_Task directions:_ Locate each line with the string "NewEntry" in the listing below and copy it.

_Material for this exercise:_
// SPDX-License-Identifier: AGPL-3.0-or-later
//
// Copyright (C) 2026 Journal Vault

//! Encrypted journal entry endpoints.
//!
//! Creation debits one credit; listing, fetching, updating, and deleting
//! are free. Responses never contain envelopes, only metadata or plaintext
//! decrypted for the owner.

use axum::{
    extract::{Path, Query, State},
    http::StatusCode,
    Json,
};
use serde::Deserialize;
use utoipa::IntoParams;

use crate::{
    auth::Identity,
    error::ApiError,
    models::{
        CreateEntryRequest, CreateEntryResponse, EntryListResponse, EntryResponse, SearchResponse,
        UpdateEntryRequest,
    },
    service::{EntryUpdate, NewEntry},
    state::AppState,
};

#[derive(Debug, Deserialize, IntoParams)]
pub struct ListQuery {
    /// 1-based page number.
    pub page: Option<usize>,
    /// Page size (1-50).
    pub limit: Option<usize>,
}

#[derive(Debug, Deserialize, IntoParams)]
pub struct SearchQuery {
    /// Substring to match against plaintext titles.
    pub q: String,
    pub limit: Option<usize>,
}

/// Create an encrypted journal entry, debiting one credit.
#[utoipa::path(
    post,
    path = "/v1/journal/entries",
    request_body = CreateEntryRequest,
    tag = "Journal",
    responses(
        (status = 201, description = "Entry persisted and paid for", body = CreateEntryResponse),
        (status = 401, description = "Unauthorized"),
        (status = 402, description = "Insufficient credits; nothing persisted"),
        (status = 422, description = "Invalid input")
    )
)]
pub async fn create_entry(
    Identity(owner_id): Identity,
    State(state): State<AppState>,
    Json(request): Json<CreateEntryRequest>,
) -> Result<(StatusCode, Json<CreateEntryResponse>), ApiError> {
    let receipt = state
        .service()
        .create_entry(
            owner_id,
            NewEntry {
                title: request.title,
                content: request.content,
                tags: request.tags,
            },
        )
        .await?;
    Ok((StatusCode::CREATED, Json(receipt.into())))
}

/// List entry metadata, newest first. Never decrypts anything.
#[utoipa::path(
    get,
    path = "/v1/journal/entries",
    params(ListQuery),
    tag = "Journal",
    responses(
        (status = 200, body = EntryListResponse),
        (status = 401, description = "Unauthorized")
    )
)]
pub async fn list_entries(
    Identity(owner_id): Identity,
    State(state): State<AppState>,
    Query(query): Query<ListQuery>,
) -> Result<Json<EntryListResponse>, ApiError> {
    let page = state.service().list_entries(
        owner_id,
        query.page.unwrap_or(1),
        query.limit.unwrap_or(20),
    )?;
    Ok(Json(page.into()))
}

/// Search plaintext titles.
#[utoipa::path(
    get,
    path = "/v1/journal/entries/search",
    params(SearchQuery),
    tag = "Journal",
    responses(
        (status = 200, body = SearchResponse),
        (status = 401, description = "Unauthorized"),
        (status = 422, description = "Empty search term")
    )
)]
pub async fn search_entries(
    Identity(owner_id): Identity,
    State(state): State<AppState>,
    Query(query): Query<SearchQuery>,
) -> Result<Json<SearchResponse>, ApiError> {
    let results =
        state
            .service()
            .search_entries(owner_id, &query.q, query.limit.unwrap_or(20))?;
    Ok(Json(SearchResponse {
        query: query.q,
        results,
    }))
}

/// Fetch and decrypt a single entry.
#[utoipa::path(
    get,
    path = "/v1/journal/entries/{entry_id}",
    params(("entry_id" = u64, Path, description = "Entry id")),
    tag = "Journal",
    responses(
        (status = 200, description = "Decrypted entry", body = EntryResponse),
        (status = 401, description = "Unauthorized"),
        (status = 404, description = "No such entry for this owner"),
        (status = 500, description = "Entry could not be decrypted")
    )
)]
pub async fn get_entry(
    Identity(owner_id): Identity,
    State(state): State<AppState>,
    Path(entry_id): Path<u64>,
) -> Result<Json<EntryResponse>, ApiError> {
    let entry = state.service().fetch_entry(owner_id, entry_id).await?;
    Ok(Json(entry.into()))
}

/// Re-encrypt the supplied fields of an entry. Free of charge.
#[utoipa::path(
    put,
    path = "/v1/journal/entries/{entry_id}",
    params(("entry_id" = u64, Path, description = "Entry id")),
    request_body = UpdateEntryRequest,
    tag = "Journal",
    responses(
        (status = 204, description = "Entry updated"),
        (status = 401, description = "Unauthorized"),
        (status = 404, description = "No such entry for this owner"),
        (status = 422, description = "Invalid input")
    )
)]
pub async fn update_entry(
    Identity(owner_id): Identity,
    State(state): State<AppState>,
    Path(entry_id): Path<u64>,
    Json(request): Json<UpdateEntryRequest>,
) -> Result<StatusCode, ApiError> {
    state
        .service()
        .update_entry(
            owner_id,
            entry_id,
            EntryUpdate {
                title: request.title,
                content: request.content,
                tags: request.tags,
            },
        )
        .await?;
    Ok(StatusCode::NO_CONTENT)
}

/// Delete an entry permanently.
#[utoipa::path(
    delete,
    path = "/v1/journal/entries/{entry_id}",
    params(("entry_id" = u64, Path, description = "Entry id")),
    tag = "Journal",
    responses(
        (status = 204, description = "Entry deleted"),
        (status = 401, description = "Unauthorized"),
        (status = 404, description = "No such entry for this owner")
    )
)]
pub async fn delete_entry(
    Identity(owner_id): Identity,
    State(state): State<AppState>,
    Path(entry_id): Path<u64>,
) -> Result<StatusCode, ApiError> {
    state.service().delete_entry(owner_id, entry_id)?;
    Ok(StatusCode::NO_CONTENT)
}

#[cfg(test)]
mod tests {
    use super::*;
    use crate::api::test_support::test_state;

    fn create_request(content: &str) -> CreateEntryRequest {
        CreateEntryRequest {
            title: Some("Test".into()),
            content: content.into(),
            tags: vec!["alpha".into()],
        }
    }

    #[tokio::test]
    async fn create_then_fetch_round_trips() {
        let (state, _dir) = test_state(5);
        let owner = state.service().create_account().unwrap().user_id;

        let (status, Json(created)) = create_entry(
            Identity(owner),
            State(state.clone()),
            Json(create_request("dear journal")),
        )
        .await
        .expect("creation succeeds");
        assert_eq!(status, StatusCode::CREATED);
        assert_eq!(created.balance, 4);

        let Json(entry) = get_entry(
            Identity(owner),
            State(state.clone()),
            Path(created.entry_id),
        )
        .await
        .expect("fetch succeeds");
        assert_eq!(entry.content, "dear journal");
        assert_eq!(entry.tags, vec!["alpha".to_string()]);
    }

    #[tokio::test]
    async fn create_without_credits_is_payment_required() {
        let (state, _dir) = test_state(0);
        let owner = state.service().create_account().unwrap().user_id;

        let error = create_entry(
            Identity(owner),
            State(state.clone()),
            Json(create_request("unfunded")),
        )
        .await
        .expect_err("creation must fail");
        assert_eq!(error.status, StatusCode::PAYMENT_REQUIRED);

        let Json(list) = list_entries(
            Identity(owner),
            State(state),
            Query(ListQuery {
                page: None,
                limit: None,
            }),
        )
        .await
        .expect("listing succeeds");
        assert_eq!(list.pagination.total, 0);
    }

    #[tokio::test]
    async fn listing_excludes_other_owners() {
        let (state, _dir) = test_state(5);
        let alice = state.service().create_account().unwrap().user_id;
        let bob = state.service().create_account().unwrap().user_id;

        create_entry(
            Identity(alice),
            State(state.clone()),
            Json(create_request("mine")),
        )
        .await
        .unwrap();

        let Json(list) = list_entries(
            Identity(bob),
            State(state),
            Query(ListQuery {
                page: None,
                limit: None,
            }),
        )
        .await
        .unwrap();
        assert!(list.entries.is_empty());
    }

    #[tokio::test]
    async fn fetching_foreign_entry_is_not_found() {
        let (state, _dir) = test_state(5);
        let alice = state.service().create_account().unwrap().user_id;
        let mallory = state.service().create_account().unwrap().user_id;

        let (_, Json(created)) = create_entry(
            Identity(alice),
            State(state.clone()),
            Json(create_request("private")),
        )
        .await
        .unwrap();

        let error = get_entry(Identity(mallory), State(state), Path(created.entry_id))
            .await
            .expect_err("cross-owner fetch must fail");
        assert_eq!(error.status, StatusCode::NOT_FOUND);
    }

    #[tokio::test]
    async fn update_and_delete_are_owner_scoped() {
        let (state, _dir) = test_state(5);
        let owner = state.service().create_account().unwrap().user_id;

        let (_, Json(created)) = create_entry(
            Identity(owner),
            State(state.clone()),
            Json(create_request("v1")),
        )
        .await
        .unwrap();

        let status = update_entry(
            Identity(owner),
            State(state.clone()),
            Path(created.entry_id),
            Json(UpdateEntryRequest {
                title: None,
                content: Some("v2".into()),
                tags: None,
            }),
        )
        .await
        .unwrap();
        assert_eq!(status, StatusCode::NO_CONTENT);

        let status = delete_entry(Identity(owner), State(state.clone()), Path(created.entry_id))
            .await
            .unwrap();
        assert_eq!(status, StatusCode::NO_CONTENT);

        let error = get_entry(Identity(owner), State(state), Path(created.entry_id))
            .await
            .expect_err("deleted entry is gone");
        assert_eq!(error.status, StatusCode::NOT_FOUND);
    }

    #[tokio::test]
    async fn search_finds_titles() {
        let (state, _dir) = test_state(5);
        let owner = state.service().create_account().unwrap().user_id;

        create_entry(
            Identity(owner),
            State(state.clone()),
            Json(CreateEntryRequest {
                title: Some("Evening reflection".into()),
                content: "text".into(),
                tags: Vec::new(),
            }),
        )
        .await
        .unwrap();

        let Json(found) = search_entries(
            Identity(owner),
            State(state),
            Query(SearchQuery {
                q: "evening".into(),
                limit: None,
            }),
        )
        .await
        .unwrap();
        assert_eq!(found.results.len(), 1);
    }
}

_The completed task:_
    service::{EntryUpdate, NewEntry},
            NewEntry {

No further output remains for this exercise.